Overall this is an excellent way to make progress. Thousands of people have tried this system and it works. Daily workouts and split routines are great if you are already big and strong or if you are a professional athlete of some sort. Otherwise they (daily workouts and split routines) can often be a detriment to the dedicated athlete who is not naturally strong before entering the gym.
The simple truth is daily workouts and split routines often spell disaster and no gains for the average person. It's way too much weight training for the average person. This method of training is a way of training that will work for almost everyone. Steady progress, being careful not to get hurt (by making big jumps in weight) and using immaculate form in all exercises (to avoid injury). Each week add a tiny bit of weight to the bar and keep going. Don't train till you are exhausted. Don't train for a pump or a burn. Don't rush from set to set. Train hard of course, but not so hard you risk injury. Steady but continual progress.
I used this method exclusively for 6 months and the routine produced tremendous results. I did six exercises once a week. I got stronger almost every time I lifted. Usually I would add just one pound or two to the bar. In 28 weeks I added almost 120 lbs to my squat. Not bad for a guy in his forties. All my lifts went up and I began my precontest routine (30 weeks) with more mass than ever.
If you are not experiencing gains or have not for a while; if you have been stuck in the same place for a long time in size and strength, are naturally thin, or perhaps don't have time to train every day, or do not have the natural recovery ability to engage and benefit from daily training; I would strongly recommend you give this method of progression a serious try for at least one year.
This method can be deceiving. It looks easy. Done correctly is is nothing but hard work. Training once a week after several months brings you to new vistas of recovery and strength. Yes, you get stronger..but the workouts get harder as well. Add a lb a week to your max deadlift for 5 reps starting today and let me know how it feels in 6 months. You get stronger but the workouts, by design, keep you at your limit.
You only need to train once a week when you train this hard and heavy. Sometimes even less. It is all about recovery. If you return to the gym and are not stronger, go home, you are not ready yet.
This form of training like all weight training is dangerous. You must use good form and not try to lift more than you can TRAIN WITH. Better to lift less in perfect form and make real progress than to risk injury and possible months out of the gym trying to get over that injury. Don't worry, the weights will be heavy enough in no time.
If you are a rank beginner just choose a moderate weight to start in all exercises and build up gradually over time.

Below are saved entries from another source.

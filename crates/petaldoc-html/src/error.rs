use petaldoc_utils::OutputError;
use thiserror::Error;

/// Errors that stop site assembly.
#[derive(Debug, Error)]
pub enum SiteError {
  #[error("Template error: {0}")]
  Template(#[from] tera::Error),

  #[error(transparent)]
  Output(#[from] OutputError),
}
#![allow(clippy::unwrap_used, reason = "Fine in benchmarks")]
use std::{fmt::Write, hint::black_box};

use criterion::{BenchmarkId, Criterion, criterion_group, criterion_main};
use petaldoc_markup::convert;

const CONTROL_PAGE: &str = r#"# DaisyButton

Buttons allow the user to take actions or make choices.

**Inherits from:** `Button`

![DaisyButton](images/DaisyButton.png)

## Properties

| Property | Type | Default | Description |
|----------|------|---------|-------------|
| Variant | `DaisyButtonVariant` | Default | Gets or sets the color variant. |
| Size | `DaisySize` | Medium | Gets or sets the size of the button. |

## Usage Examples

### Colors

```xml
<controls:DaisyButton Variant="Primary" Content="Primary"/>
<controls:DaisyButton Variant="Secondary" Content="Secondary"/>
```

- See [DaisyBadge](DaisyBadge.md)
- See [Repository](https://github.com/example/repo)
"#;

fn large_document(sections: usize) -> String {
  let mut doc = String::new();
  for i in 0..sections {
    write!(doc, "{CONTROL_PAGE}\n\n## Section {i}\n\n").unwrap();
  }
  doc
}

fn bench_convert(c: &mut Criterion) {
  let mut group = c.benchmark_group("convert");

  group.bench_function("control_page", |b| {
    b.iter(|| convert(black_box(CONTROL_PAGE), black_box(1)));
  });

  for sections in [10, 100] {
    let doc = large_document(sections);
    group.bench_with_input(
      BenchmarkId::new("large_document", sections),
      &doc,
      |b, doc| b.iter(|| convert(black_box(doc), black_box(1))),
    );
  }

  group.finish();
}

criterion_group!(benches, bench_convert);
criterion_main!(benches);
//! The `docs` and `site` runs.
//!
//! Both start the same way: extract definitions and gallery sections, build
//! the metadata index, render the markdown tree and write it to `docs_dir`.
//! A site run then hands the in-memory tree to the site assembler.

use color_eyre::eyre::{Context, Result, eyre};
use log::{info, warn};
use petaldoc_config::Config;
use petaldoc_docs::{
  Categories,
  DocRenderer,
  DocTree,
  IMAGE_DIR,
  ImageCatalog,
  MetadataIndex,
  Supplements,
  TreeInputs,
  build_tree,
};
use petaldoc_extract::{
  DefinitionExtractor,
  ExampleExtractor,
  extract_definitions_from_dir,
  extract_examples_from_dir,
};
use petaldoc_html::{
  DirSource,
  DocSource,
  MemorySource,
  SiteAssembler,
  SiteInputs,
};
use petaldoc_utils::write_tree;

use crate::{error::PetaldocError, report::RunReport};

/// The markdown tree of a run and what the site needs besides it.
#[derive(Debug, Clone, Default)]
pub struct DocsRun {
  pub tree:       DocTree,
  pub categories: Categories,
  pub images:     ImageCatalog,
}

/// Extract, index and render, without writing anything.
///
/// # Errors
///
/// Returns an error if no definitions directory is configured or a
/// configured source directory cannot be walked.
pub fn build_docs(config: &Config, report: &mut RunReport) -> Result<DocsRun> {
  let limits = config.limits();
  let sections = config.section_map();

  let definitions_dir = config.definitions_dir.as_deref().ok_or_else(|| {
    eyre!("No definitions directory configured (definitions_dir)")
  })?;
  let extractor = DefinitionExtractor::new(
    config.type_prefix.as_str(),
    limits.extract_limits(),
  );
  let definitions = extract_definitions_from_dir(&extractor, definitions_dir)
    .map_err(PetaldocError::from)
    .wrap_err_with(|| {
      format!("Failed to scan definitions in {}", definitions_dir.display())
    })?;
  report.add_extraction(&definitions);
  report.definitions = definitions.items.len();
  if definitions.items.is_empty() {
    warn!(
      "No {}*.cs definitions found in {}",
      config.type_prefix,
      definitions_dir.display()
    );
  }

  let example_extractor =
    ExampleExtractor::new(config.type_prefix.as_str(), limits.extract_limits());
  let (examples, categories) = match config.examples_dir.as_deref() {
    Some(examples_dir) => {
      let examples = extract_examples_from_dir(&example_extractor, examples_dir)
        .map_err(PetaldocError::from)
        .wrap_err_with(|| {
          format!("Failed to scan examples in {}", examples_dir.display())
        })?;
      report.add_extraction(&examples);
      let categories = Categories::group(
        &example_extractor,
        examples_dir,
        &config.categories(),
        &sections,
      );
      report.read_failures += categories.read_failures;
      (examples.items, categories)
    },
    None => {
      info!("No examples directory configured; pages will have no examples");
      (Vec::new(), Categories::default())
    },
  };
  report.sections = examples.len();

  let (index, stats) =
    MetadataIndex::build(definitions.items, examples, &sections);
  report.add_index_stats(stats);

  let (supplements, images) = match config.curated_dir.as_deref() {
    Some(curated_dir) => {
      let supplements = Supplements::load(
        curated_dir,
        index.definitions().map(|def| def.name.as_str()),
      );
      report.read_failures += supplements.read_failures;
      (supplements, ImageCatalog::from_dir(&curated_dir.join(IMAGE_DIR)))
    },
    None => (Supplements::default(), ImageCatalog::default()),
  };

  let renderer = DocRenderer::new(
    config.type_prefix.as_str(),
    config.extended,
    limits.render_limits(),
  );
  let project = config.project_info();
  let tree = build_tree(&renderer, TreeInputs {
    index:       &index,
    categories:  &categories,
    supplements: &supplements,
    images:      &images,
    project:     &project,
  });

  Ok(DocsRun {
    tree,
    categories,
    images,
  })
}

fn write_docs(
  config: &Config,
  run: &DocsRun,
  report: &mut RunReport,
) -> Result<()> {
  let docs_dir = &config.docs_dir;
  let written = write_tree(docs_dir, run.tree.files())
    .map_err(PetaldocError::from)
    .wrap_err_with(|| {
      format!("Failed to write the markdown tree to {}", docs_dir.display())
    })?;
  info!("Wrote {written} markdown files to {}", docs_dir.display());
  report.pages_written += written;
  Ok(())
}

/// Write the markdown tree to `docs_dir`.
///
/// # Errors
///
/// Returns an error if extraction cannot start or a file cannot be written.
pub fn run_docs(config: &Config) -> Result<RunReport> {
  let mut report = RunReport::default();
  let run = build_docs(config, &mut report)?;
  write_docs(config, &run, &mut report)?;
  report.log_summary();
  Ok(report)
}

/// Write the markdown tree, then the HTML site to `output_dir`.
///
/// # Errors
///
/// Returns an error if extraction cannot start or a file cannot be written.
pub fn run_site(config: &Config) -> Result<RunReport> {
  let mut report = RunReport::default();
  let run = build_docs(config, &mut report)?;
  write_docs(config, &run, &mut report)?;

  let generated: MemorySource = run.tree.controls.clone().into_iter().collect();
  let curated = config.curated_dir.as_deref().map(DirSource::new);

  let site = SiteAssembler::new(config)?.assemble(SiteInputs {
    curated:       curated.as_ref().map(|source| source as &dyn DocSource),
    generated:     &generated,
    categories:    &run.categories,
    category_docs: &run.tree.categories,
    images:        &run.images,
  })?;
  report.add_site(site);

  report.log_summary();
  Ok(report)
}
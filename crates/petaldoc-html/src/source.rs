//! Where page bodies come from.
//!
//! A site is built from two document sources: hand-curated markdown and the
//! tree generated in the same run. [`DocResolver`] merges them by name so the
//! assembler never looks at the file system for content on its own.

use std::{
  collections::{BTreeMap, BTreeSet},
  fs,
  io,
  path::{Path, PathBuf},
};

use log::{debug, warn};
use walkdir::WalkDir;

/// A named collection of markdown documents.
pub trait DocSource {
  /// Names of all documents, sorted.
  fn names(&self) -> Vec<String>;

  /// Markdown body of `name`.
  ///
  /// # Errors
  ///
  /// Returns an error if the document is missing or unreadable.
  fn read(&self, name: &str) -> io::Result<String>;

  fn contains(&self, name: &str) -> bool {
    self.names().iter().any(|n| n == name)
  }
}

/// `{dir}/{name}.md` files directly inside a directory.
#[derive(Debug, Clone)]
pub struct DirSource {
  dir: PathBuf,
}

impl DirSource {
  #[must_use]
  pub fn new(dir: impl Into<PathBuf>) -> Self {
    Self { dir: dir.into() }
  }

  #[must_use]
  pub fn dir(&self) -> &Path {
    &self.dir
  }

  fn path_of(&self, name: &str) -> PathBuf {
    self.dir.join(format!("{name}.md"))
  }
}

impl DocSource for DirSource {
  fn names(&self) -> Vec<String> {
    if !self.dir.is_dir() {
      debug!("No document directory at {}", self.dir.display());
      return Vec::new();
    }

    WalkDir::new(&self.dir)
      .min_depth(1)
      .max_depth(1)
      .sort_by_file_name()
      .into_iter()
      .filter_map(Result::ok)
      .filter(|entry| entry.file_type().is_file())
      .filter_map(|entry| {
        let path = entry.path();
        if path.extension().is_some_and(|ext| ext == "md") {
          path.file_stem()?.to_str().map(ToString::to_string)
        } else {
          None
        }
      })
      .collect()
  }

  fn read(&self, name: &str) -> io::Result<String> {
    fs::read_to_string(self.path_of(name))
  }

  fn contains(&self, name: &str) -> bool {
    self.path_of(name).is_file()
  }
}

/// Documents held in memory, such as the markdown tree of the current run.
#[derive(Debug, Clone, Default)]
pub struct MemorySource {
  docs: BTreeMap<String, String>,
}

impl MemorySource {
  #[must_use]
  pub const fn new(docs: BTreeMap<String, String>) -> Self {
    Self { docs }
  }

  pub fn insert(&mut self, name: impl Into<String>, body: impl Into<String>) {
    self.docs.insert(name.into(), body.into());
  }
}

impl<K: Into<String>, V: Into<String>> FromIterator<(K, V)> for MemorySource {
  fn from_iter<I: IntoIterator<Item = (K, V)>>(iter: I) -> Self {
    Self {
      docs: iter
        .into_iter()
        .map(|(k, v)| (k.into(), v.into()))
        .collect(),
    }
  }
}

impl DocSource for MemorySource {
  fn names(&self) -> Vec<String> {
    self.docs.keys().cloned().collect()
  }

  fn read(&self, name: &str) -> io::Result<String> {
    self.docs.get(name).cloned().ok_or_else(|| {
      io::Error::new(io::ErrorKind::NotFound, format!("no document {name}"))
    })
  }

  fn contains(&self, name: &str) -> bool {
    self.docs.contains_key(name)
  }
}

/// Which source a resolved page came from.
#[derive(Debug, Clone, Copy, PartialEq, Eq)]
pub enum Origin {
  Curated,
  Generated,
}

/// One page of the site with its markdown body.
#[derive(Debug, Clone, PartialEq, Eq)]
pub struct ResolvedDoc {
  pub name:      String,
  pub body:      String,
  /// Listed under Helpers instead of Controls.
  pub is_helper: bool,
  pub origin:    Origin,
}

/// Resolved pages sorted by name, plus the documents that failed to load.
#[derive(Debug, Clone, Default, PartialEq, Eq)]
pub struct Resolution {
  pub docs:          Vec<ResolvedDoc>,
  pub read_failures: usize,
}

/// Merges curated and generated documents by name.
pub struct DocResolver<'a> {
  curated:     Option<&'a dyn DocSource>,
  generated:   &'a dyn DocSource,
  type_prefix: &'a str,
  helpers:     &'a [String],
}

impl<'a> DocResolver<'a> {
  /// Without a curated source only generated pages are used.
  #[must_use]
  pub fn new(
    curated: Option<&'a dyn DocSource>,
    generated: &'a dyn DocSource,
    type_prefix: &'a str,
    helpers: &'a [String],
  ) -> Self {
    Self {
      curated,
      generated,
      type_prefix,
      helpers,
    }
  }

  fn is_helper(&self, name: &str) -> bool {
    self.helpers.iter().any(|h| h == name)
  }

  /// Curated documents whose names carry the type prefix come first, then
  /// curated helper documents, then generated documents not already seen.
  #[must_use]
  pub fn resolve(&self) -> Resolution {
    let mut wanted: Vec<(String, Origin)> = Vec::new();
    let mut seen: BTreeSet<String> = BTreeSet::new();

    if let Some(curated) = self.curated {
      for name in curated.names() {
        if name.starts_with(self.type_prefix) && seen.insert(name.clone()) {
          wanted.push((name, Origin::Curated));
        }
      }
      for helper in self.helpers {
        if !seen.contains(helper) && curated.contains(helper) {
          seen.insert(helper.clone());
          wanted.push((helper.clone(), Origin::Curated));
        }
      }
    }

    for name in self.generated.names() {
      if name.starts_with(self.type_prefix) && seen.insert(name.clone()) {
        wanted.push((name, Origin::Generated));
      }
    }

    let mut resolution = Resolution::default();
    for (name, origin) in wanted {
      let source = match origin {
        Origin::Curated => self.curated.unwrap_or(self.generated),
        Origin::Generated => self.generated,
      };
      match source.read(&name) {
        Ok(body) => {
          resolution.docs.push(ResolvedDoc {
            is_helper: self.is_helper(&name),
            name,
            body,
            origin,
          });
        },
        Err(e) => {
          warn!("Skipping page {name}: {e}");
          resolution.read_failures += 1;
        },
      }
    }

    resolution.docs.sort_by(|a, b| a.name.cmp(&b.name));
    resolution
  }
}

#[cfg(test)]
mod tests {
  #![allow(clippy::unwrap_used, reason = "Fine in tests")]

  use super::*;

  fn helpers() -> Vec<String> {
    vec!["HslColor".to_string(), "DaisyAccessibility".to_string()]
  }

  #[test]
  fn curated_wins_by_name() {
    let curated: MemorySource = [
      ("DaisyButton", "curated button"),
      ("HslColor", "colour helper"),
      ("Effects", "a guide"),
    ]
    .into_iter()
    .collect();
    let generated: MemorySource = [
      ("DaisyButton", "generated button"),
      ("DaisyBadge", "generated badge"),
    ]
    .into_iter()
    .collect();
    let helpers = helpers();

    let resolution =
      DocResolver::new(Some(&curated), &generated, "Daisy", &helpers).resolve();
    let names: Vec<&str> =
      resolution.docs.iter().map(|d| d.name.as_str()).collect();
    assert_eq!(names, vec!["DaisyBadge", "DaisyButton", "HslColor"]);

    let button = &resolution.docs[1];
    assert_eq!(button.body, "curated button");
    assert_eq!(button.origin, Origin::Curated);
    assert!(resolution.docs[2].is_helper);
    assert_eq!(resolution.docs[0].origin, Origin::Generated);
  }

  #[test]
  fn generated_only() {
    let generated: MemorySource =
      [("DaisyBadge", "b"), ("DaisyAccessibility", "a"), ("Stray", "s")]
        .into_iter()
        .collect();
    let helpers = helpers();

    let resolution =
      DocResolver::new(None, &generated, "Daisy", &helpers).resolve();
    assert_eq!(resolution.docs.len(), 2);
    assert!(resolution.docs[0].is_helper);
    assert!(resolution.docs.iter().all(|d| d.origin == Origin::Generated));
  }

  #[test]
  fn dir_source_lists_markdown_only() {
    let temp = tempfile::TempDir::new().unwrap();
    fs::write(temp.path().join("DaisyCard.md"), "# Card").unwrap();
    fs::write(temp.path().join("DaisyCard.png"), "png").unwrap();
    fs::create_dir(temp.path().join("images")).unwrap();

    let source = DirSource::new(temp.path());
    assert_eq!(source.names(), vec!["DaisyCard"]);
    assert!(source.contains("DaisyCard"));
    assert!(!source.contains("DaisyBadge"));
    assert_eq!(source.read("DaisyCard").unwrap(), "# Card");
    assert!(DirSource::new(temp.path().join("none")).names().is_empty());
  }
}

Warm up well before training and for each max set. Once a week add a tiny bit of weight and perhaps some reps to each exercise. In a few weeks perhaps months, you will be (safely) at your limit.
You have to have mental resolve and apply yourself consistently to this type of training. You have to dig in and DECIDE to get stronger. You have to push yourself without working so hard you lose form or train so hard it becomes a NEGATIVE FACTOR to your health.